Multiplying $(i) and (iii),$ $$f(0) \times f(c) = c \times 0$$ $$\implies f(0) \times f(c) = 0$$ $$\implies f(0) = 0$$ $$\implies c = 0$$

Similarly, Multiplying $(i) and (iv)$

$\implies c = 0$

Hence $c = 0.$

But $f(c) = 0,$

Therefore, $f(c) = c$

I can't go further than that can anyone help me out.

Answer 1

$$f(f(x+y))=f(x+y)+f(x)f(y)-xy$$

As mentioned above, I have assumed $f(0)=c$ for some real $c$.

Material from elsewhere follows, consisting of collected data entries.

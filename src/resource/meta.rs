//! Field descriptors of a resource: what a form field reads from and writes to.

use super::meta_values::MetaValue;
use super::setter::{FieldSetter, Setter};
use super::valuer::{PathValuer, Valuer};
use super::Resource;
use crate::codec;
use crate::context::Context;
use crate::error::{AppError, SchemaError};
use crate::model::Record;
use crate::roles::{Permission, PermissionMode};
use crate::schema::{Field, FieldKind, Registry, RelationshipKind};
use crate::validations::ValidationError;
use serde_json::Value;
use std::sync::Arc;

/// A named accessor for one field, possibly reached through relationship hops
/// (`Profile.Phone.Num`).
///
/// Built with [`Meta::new`] and the `with_*` methods, then bound to a model in two phases:
/// [`Meta::pre_initialize`] resolves the path, [`Meta::initialize`] installs the default valuer
/// and setter where none were configured.
pub struct Meta {
    pub name: String,
    /// Dotted field path; the meta name when empty.
    pub field_name: String,
    pub permission: Option<Permission>,
    /// Resource used to decode nested values of relationship fields.
    pub resource: Option<Arc<Resource>>,
    setter: Option<Arc<dyn Setter>>,
    valuer: Option<Arc<dyn Valuer>>,
    formatted_valuer: Option<Arc<dyn Valuer>>,
    base_model: String,
    owner_model: String,
    field: Option<Field>,
}

impl Meta {
    pub fn new(name: impl Into<String>) -> Self {
        Meta {
            name: name.into(),
            field_name: String::new(),
            permission: None,
            resource: None,
            setter: None,
            valuer: None,
            formatted_valuer: None,
            base_model: String::new(),
            owner_model: String::new(),
            field: None,
        }
    }

    pub fn with_field_name(mut self, path: impl Into<String>) -> Self {
        self.field_name = path.into();
        self
    }

    pub fn with_setter(mut self, setter: impl Setter + 'static) -> Self {
        self.setter = Some(Arc::new(setter));
        self
    }

    pub fn with_valuer(mut self, valuer: impl Valuer + 'static) -> Self {
        self.valuer = Some(Arc::new(valuer));
        self
    }

    pub fn with_formatted_valuer(mut self, valuer: impl Valuer + 'static) -> Self {
        self.formatted_valuer = Some(Arc::new(valuer));
        self
    }

    pub fn with_permission(mut self, permission: Permission) -> Self {
        self.permission = Some(permission);
        self
    }

    pub fn with_resource(mut self, resource: Arc<Resource>) -> Self {
        self.resource = Some(resource);
        self
    }

    /// The resolved target field, once pre-initialized.
    pub fn field(&self) -> Option<&Field> {
        self.field.as_ref()
    }

    /// Model owning the target field: the base model, or the last hop's model.
    pub fn owner_model(&self) -> &str {
        &self.owner_model
    }

    pub fn setter(&self) -> Option<&Arc<dyn Setter>> {
        self.setter.as_ref()
    }

    pub fn valuer(&self) -> Option<&Arc<dyn Valuer>> {
        self.valuer.as_ref()
    }

    fn path(&self) -> Vec<String> {
        self.field_name.split('.').map(str::to_string).collect()
    }

    /// Resolves the dotted path from `base_model`. Every hop but the last must be a
    /// single-valued relationship.
    pub fn pre_initialize(&mut self, base_model: &str, registry: &Registry) -> Result<(), SchemaError> {
        if self.name.is_empty() {
            return Err(SchemaError::InvalidMeta {
                meta: self.field_name.clone(),
                reason: "meta should have a name".into(),
            });
        }
        if self.field_name.is_empty() {
            self.field_name = self.name.clone();
        }
        let not_found = |segment: &str| SchemaError::FieldNotFound {
            model: base_model.to_string(),
            path: self.field_name.clone(),
            segment: segment.to_string(),
        };

        let path = self.path();
        let mut schema = registry.parse(base_model)?;
        let mut resolved = None;
        for (i, segment) in path.iter().enumerate() {
            let field = schema.field(segment).ok_or_else(|| not_found(segment))?;
            if i + 1 == path.len() {
                resolved = Some((field.clone(), schema.name.clone()));
                break;
            }
            let rel = field
                .relationship
                .as_ref()
                .filter(|r| matches!(r.kind, RelationshipKind::BelongsTo | RelationshipKind::HasOne))
                .ok_or_else(|| not_found(segment))?;
            schema = registry.parse(&rel.model)?;
        }
        let (field, owner) = resolved.ok_or_else(|| not_found(&self.field_name))?;
        self.base_model = base_model.to_string();
        self.owner_model = owner;
        self.field = Some(field);
        Ok(())
    }

    /// Installs the default valuer and setter. Fails when the field kind has no setter.
    pub fn initialize(&mut self) -> Result<(), SchemaError> {
        let field = self.field.clone().ok_or_else(|| SchemaError::InvalidMeta {
            meta: self.name.clone(),
            reason: "not pre-initialized".into(),
        })?;
        let mut path = self.path();
        if self.valuer.is_none() {
            self.valuer = Some(Arc::new(PathValuer {
                base_model: self.base_model.clone(),
                path: path.clone(),
            }));
        }
        if self.setter.is_none() {
            path.pop();
            let setter = FieldSetter::new(
                &self.name,
                path,
                &self.base_model,
                &self.owner_model,
                &field,
                self.resource.clone(),
            )?;
            self.setter = Some(Arc::new(setter));
        }
        Ok(())
    }

    pub fn has_permission(&self, mode: PermissionMode, ctx: &Context) -> bool {
        self.permission
            .as_ref()
            .map_or(true, |p| p.has_permission(mode, &ctx.roles))
    }

    /// Applies a submitted value. Coercion failures become a validation error on the context
    /// and do not stop the caller.
    pub async fn set(&self, record: &mut Record, value: &MetaValue, ctx: &mut Context) -> Result<(), AppError> {
        let setter = self.setter.clone().ok_or_else(|| SchemaError::NoSetter {
            meta: self.name.clone(),
            kind: self
                .field
                .as_ref()
                .map(|f| f.kind.to_string())
                .unwrap_or_default(),
        })?;
        match setter.set(record, value, ctx).await {
            Ok(()) => Ok(()),
            Err(AppError::Codec(e)) => {
                let schema = ctx.get_db().schema(&self.base_model)?;
                ctx.add_error(ValidationError::for_record(
                    &schema,
                    record,
                    &self.name,
                    format!(
                        "Failed to set Meta {}'s value with {}, got {}",
                        self.name,
                        codec::to_string(&value.value),
                        e
                    ),
                ));
                Ok(())
            }
            Err(AppError::Validation(errors)) => {
                ctx.add_errors(errors);
                Ok(())
            }
            Err(e) => Err(e),
        }
    }

    pub async fn value(&self, record: &mut Record, ctx: &Context) -> Result<Value, AppError> {
        match &self.valuer {
            Some(valuer) => valuer.value(record, ctx).await,
            None => Ok(Value::Null),
        }
    }

    /// The formatted valuer's output, falling back to the plain value.
    pub async fn formatted_value(&self, record: &mut Record, ctx: &Context) -> Result<Value, AppError> {
        match &self.formatted_valuer {
            Some(valuer) => valuer.value(record, ctx).await,
            None => self.value(record, ctx).await,
        }
    }

    /// Empties a list field before the first indexed element of a submission is applied.
    pub(crate) fn clear_collection(&self, record: &mut Record) {
        let Some(field) = &self.field else { return };
        if !matches!(field.kind.indirect(), FieldKind::Slice(_)) {
            return;
        }
        let mut hops = self.path();
        hops.pop();
        if let Some(owner) = super::setter::object_at(record, &hops) {
            owner.insert(field.name.clone(), Value::Array(Vec::new()));
        }
    }
}

impl std::fmt::Debug for Meta {
    fn fmt(&self, f: &mut std::fmt::Formatter<'_>) -> std::fmt::Result {
        f.debug_struct("Meta")
            .field("name", &self.name)
            .field("field_name", &self.field_name)
            .field("owner_model", &self.owner_model)
            .finish()
    }
}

• $(x,y)\equiv(c,-c)$ $$f(c)=c+f(c)f(-c)+c^2$$
• $(x,y)\equiv(0,0)$ $$f(c)=c+c^2$$ The above equations imply that $f(c)f(-c)=0$. Hence, there exists some real $k$ such that $f(k)=0$.
• $(x,y)\equiv(k,0)$ $$f(f(k+0))=f(k+0)+f(k)f(0)-k\cdot0\implies c=0\implies f(0)=0 $$
• $(x,y)\equiv(x,0)$ $$f(f(x))=f(x)\implies f(f(x+y))=f(x+y)\implies f(x)=x\cdot \frac{y}{f(y)}$$ If $f(x)=0$ for all real $x$, we have, $xy=0$ for all reals,which is a contradiction. Hence there exists some real $p$ such that $f(p)=q$ and $q\ne 0$.
• $(x,y)\equiv(x,p)$ $$f(f(x+p))=f(x+p)\implies f\left((x+p)\cdot\frac{p}{q}\right)=(x+p)\cdot\frac{p}{q} \implies p=q$$ Therefore, $\boxed{f(x)=x}$ for all real $x$. Substitute this back into the original F.E to verify the result.